* Assigned task
All lines from the one including "let path = source.path.display().to_string();" to the bottom of the entries below should be repeated exactly, both ends kept.

* Given records

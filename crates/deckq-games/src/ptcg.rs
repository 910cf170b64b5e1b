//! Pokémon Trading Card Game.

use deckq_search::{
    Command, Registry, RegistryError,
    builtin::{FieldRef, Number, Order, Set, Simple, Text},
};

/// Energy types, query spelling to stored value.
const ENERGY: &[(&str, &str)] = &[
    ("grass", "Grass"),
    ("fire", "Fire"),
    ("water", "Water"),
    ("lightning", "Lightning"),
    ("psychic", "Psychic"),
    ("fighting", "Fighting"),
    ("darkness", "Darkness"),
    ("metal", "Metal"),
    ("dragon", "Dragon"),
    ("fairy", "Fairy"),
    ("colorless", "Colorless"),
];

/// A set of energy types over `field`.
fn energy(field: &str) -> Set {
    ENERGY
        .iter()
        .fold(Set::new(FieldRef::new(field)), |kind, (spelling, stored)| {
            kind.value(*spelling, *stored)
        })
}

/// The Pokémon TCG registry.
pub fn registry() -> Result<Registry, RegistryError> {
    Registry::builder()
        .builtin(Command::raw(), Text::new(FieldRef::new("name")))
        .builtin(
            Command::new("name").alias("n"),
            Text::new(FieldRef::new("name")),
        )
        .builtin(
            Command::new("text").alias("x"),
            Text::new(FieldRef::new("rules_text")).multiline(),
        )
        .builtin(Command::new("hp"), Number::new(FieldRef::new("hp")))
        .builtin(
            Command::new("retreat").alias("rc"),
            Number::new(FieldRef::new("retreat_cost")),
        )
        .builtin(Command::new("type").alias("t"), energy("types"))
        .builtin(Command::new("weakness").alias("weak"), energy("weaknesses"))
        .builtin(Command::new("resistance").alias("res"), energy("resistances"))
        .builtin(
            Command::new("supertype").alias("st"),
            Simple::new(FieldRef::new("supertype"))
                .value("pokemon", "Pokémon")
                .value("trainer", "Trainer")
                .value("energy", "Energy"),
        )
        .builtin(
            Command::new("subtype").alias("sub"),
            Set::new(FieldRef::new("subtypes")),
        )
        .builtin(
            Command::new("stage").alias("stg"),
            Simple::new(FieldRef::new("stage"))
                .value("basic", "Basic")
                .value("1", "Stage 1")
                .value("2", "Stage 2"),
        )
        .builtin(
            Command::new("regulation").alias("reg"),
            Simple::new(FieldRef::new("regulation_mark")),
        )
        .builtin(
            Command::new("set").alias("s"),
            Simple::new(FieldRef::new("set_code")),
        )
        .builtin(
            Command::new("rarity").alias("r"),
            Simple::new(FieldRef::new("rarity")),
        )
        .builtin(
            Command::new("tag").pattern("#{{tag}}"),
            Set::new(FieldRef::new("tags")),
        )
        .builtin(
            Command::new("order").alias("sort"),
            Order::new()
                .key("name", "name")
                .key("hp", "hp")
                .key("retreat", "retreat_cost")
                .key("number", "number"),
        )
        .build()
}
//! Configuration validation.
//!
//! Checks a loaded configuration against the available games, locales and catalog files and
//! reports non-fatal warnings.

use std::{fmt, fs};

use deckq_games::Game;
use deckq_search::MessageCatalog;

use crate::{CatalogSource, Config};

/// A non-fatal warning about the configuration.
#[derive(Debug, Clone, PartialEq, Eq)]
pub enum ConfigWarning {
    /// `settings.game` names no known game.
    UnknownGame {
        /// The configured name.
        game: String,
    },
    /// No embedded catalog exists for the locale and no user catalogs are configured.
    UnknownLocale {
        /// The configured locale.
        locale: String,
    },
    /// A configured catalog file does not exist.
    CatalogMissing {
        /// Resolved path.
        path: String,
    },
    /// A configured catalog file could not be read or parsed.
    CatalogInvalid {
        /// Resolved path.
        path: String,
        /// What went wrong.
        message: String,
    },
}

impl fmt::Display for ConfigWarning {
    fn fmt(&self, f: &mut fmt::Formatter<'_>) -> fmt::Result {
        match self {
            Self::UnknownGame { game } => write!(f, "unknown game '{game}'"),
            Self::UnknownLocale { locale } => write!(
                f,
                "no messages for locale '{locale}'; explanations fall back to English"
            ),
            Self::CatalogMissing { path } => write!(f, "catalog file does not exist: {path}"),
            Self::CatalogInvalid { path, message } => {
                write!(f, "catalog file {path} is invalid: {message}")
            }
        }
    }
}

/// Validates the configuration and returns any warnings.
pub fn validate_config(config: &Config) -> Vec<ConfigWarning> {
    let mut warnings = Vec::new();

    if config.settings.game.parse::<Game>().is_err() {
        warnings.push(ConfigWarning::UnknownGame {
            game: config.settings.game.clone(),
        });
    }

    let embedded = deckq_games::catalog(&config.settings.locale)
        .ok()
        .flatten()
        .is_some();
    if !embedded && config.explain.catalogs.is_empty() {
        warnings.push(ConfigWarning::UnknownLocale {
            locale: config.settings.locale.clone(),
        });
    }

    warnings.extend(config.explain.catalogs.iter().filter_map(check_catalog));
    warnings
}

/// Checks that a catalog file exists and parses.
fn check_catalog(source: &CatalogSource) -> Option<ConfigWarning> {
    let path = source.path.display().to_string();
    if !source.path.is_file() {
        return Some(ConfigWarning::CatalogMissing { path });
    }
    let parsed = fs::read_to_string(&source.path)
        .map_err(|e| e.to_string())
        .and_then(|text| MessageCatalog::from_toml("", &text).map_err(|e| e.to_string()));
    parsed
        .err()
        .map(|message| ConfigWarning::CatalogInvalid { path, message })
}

* The answer
    let path = source.path.display().to_string();
    if !source.path.is_file() {
        return Some(ConfigWarning::CatalogMissing { path });
    }
    let parsed = fs::read_to_string(&source.path)
        .map_err(|e| e.to_string())
        .and_then(|text| MessageCatalog::from_toml("", &text).map_err(|e| e.to_string()));
    parsed
        .err()
        .map(|message| ConfigWarning::CatalogInvalid { path, message })
}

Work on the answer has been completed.